## Task item
Transcribe the stretch of entries below from the line with "matches!(self, TxType::DestroyToken |" through the line with "impl fmt::Display for", exactly and with both ends included; leave out all other lines.

## Recorded data
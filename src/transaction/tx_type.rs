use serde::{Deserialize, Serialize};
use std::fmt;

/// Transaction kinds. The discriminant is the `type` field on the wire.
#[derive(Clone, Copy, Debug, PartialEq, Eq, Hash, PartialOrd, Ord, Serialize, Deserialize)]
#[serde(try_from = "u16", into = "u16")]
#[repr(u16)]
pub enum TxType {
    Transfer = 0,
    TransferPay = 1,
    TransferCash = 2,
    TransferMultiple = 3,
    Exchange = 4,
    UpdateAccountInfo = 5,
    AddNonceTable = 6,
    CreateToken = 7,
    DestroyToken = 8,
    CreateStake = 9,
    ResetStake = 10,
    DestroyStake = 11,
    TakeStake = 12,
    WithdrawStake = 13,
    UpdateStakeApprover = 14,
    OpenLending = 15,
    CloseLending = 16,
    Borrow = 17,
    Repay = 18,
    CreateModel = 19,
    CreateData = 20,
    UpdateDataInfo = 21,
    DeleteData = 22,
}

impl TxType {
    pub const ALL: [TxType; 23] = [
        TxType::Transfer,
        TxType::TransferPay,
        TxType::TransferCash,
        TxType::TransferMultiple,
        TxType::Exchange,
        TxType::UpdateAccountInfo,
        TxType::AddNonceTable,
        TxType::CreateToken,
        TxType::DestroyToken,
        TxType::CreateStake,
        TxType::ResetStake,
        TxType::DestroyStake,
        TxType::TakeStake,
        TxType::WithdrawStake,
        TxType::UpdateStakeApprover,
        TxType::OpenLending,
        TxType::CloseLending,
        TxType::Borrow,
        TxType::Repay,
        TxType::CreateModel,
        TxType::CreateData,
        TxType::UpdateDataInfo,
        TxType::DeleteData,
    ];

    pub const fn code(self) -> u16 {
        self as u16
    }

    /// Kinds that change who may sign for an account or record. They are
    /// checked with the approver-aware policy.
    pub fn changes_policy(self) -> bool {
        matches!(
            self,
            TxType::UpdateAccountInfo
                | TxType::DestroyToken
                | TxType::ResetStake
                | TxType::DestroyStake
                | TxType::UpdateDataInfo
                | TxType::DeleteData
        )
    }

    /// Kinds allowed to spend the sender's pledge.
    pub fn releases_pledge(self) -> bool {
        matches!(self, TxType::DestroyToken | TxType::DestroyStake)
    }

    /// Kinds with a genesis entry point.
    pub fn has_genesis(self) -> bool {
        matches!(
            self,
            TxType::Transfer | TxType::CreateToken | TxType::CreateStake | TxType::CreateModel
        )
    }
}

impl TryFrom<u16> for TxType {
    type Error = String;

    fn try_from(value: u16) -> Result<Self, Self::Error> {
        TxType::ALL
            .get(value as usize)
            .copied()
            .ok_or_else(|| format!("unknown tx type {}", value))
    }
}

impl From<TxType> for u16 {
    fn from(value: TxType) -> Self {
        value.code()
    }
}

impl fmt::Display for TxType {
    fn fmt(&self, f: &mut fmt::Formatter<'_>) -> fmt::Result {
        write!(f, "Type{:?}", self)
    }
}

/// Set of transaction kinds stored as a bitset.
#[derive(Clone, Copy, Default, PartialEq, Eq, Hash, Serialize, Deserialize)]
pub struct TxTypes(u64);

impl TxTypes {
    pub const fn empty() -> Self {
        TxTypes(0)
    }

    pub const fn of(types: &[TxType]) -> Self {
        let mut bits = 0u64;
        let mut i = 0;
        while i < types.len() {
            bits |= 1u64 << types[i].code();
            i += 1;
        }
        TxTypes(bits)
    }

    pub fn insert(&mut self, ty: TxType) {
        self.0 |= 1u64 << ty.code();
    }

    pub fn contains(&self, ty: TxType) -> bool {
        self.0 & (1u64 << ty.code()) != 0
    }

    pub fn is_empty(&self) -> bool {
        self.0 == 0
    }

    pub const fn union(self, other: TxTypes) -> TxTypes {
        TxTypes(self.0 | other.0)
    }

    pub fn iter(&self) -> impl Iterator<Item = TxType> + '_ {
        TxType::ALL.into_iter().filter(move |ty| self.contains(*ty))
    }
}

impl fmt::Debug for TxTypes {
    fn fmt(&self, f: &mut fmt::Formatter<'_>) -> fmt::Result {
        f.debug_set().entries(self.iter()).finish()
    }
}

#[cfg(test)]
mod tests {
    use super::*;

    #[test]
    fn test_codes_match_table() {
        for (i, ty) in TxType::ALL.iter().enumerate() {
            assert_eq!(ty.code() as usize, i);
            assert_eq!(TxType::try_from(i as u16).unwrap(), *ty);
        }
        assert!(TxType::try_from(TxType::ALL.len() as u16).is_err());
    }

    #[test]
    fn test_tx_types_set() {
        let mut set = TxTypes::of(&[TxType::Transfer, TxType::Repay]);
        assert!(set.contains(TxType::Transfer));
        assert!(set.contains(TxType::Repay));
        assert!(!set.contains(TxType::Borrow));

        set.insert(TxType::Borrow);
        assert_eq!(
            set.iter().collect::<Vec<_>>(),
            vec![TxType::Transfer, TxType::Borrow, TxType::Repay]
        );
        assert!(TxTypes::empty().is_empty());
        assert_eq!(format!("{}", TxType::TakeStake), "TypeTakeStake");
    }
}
...
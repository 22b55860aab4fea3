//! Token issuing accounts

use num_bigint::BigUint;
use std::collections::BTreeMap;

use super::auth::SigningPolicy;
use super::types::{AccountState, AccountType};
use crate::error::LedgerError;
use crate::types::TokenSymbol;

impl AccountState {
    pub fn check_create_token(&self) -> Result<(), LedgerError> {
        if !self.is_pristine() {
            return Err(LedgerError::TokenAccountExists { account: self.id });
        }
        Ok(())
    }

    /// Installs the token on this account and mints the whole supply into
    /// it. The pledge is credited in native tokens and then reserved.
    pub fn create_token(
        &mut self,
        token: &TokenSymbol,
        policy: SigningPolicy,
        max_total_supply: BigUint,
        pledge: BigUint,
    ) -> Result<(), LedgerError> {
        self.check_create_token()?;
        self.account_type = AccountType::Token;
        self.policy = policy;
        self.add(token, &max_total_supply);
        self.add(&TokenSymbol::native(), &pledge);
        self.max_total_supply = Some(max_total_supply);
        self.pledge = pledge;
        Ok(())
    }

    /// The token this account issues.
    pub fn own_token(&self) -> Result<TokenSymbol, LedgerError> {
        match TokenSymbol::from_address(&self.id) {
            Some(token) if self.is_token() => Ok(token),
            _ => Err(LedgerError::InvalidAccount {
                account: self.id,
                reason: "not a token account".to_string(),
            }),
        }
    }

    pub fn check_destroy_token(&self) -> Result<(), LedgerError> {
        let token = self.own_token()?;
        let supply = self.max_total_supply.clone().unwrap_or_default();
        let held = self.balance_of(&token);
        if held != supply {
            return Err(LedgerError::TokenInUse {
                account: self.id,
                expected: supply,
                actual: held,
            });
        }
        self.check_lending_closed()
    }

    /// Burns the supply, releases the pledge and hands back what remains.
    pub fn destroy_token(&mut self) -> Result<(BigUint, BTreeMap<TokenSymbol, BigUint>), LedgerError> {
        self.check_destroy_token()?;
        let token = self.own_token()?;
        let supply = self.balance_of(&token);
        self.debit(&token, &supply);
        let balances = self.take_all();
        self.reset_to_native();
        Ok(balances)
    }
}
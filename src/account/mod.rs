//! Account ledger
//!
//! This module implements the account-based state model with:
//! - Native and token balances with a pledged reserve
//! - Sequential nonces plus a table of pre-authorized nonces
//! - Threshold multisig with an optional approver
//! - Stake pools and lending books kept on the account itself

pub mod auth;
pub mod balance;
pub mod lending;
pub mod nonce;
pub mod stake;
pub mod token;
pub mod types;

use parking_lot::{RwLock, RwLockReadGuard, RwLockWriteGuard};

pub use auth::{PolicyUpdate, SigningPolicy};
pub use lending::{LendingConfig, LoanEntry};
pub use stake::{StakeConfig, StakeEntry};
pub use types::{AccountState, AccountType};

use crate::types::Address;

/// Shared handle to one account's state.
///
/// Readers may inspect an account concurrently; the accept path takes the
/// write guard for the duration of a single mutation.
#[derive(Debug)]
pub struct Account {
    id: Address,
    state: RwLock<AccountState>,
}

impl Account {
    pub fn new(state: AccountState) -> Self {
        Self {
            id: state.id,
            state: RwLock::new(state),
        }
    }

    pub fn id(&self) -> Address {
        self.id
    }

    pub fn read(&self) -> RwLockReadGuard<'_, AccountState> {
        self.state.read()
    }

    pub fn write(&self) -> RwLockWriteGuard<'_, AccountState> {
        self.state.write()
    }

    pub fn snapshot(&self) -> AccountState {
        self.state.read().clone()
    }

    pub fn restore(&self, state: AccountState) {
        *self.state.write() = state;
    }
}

## Written answer
        matches!(self, TxType::DestroyToken | TxType::DestroyStake)
    }

    /// Kinds with a genesis entry point.
    pub fn has_genesis(self) -> bool {
        matches!(
            self,
            TxType::Transfer | TxType::CreateToken | TxType::CreateStake | TxType::CreateModel
        )
    }
}

impl TryFrom<u16> for TxType {
    type Error = String;

    fn try_from(value: u16) -> Result<Self, Self::Error> {
        TxType::ALL
            .get(value as usize)
            .copied()
            .ok_or_else(|| format!("unknown tx type {}", value))
    }
}

impl From<TxType> for u16 {
    fn from(value: TxType) -> Self {
        value.code()
    }
}

impl fmt::Display for TxType {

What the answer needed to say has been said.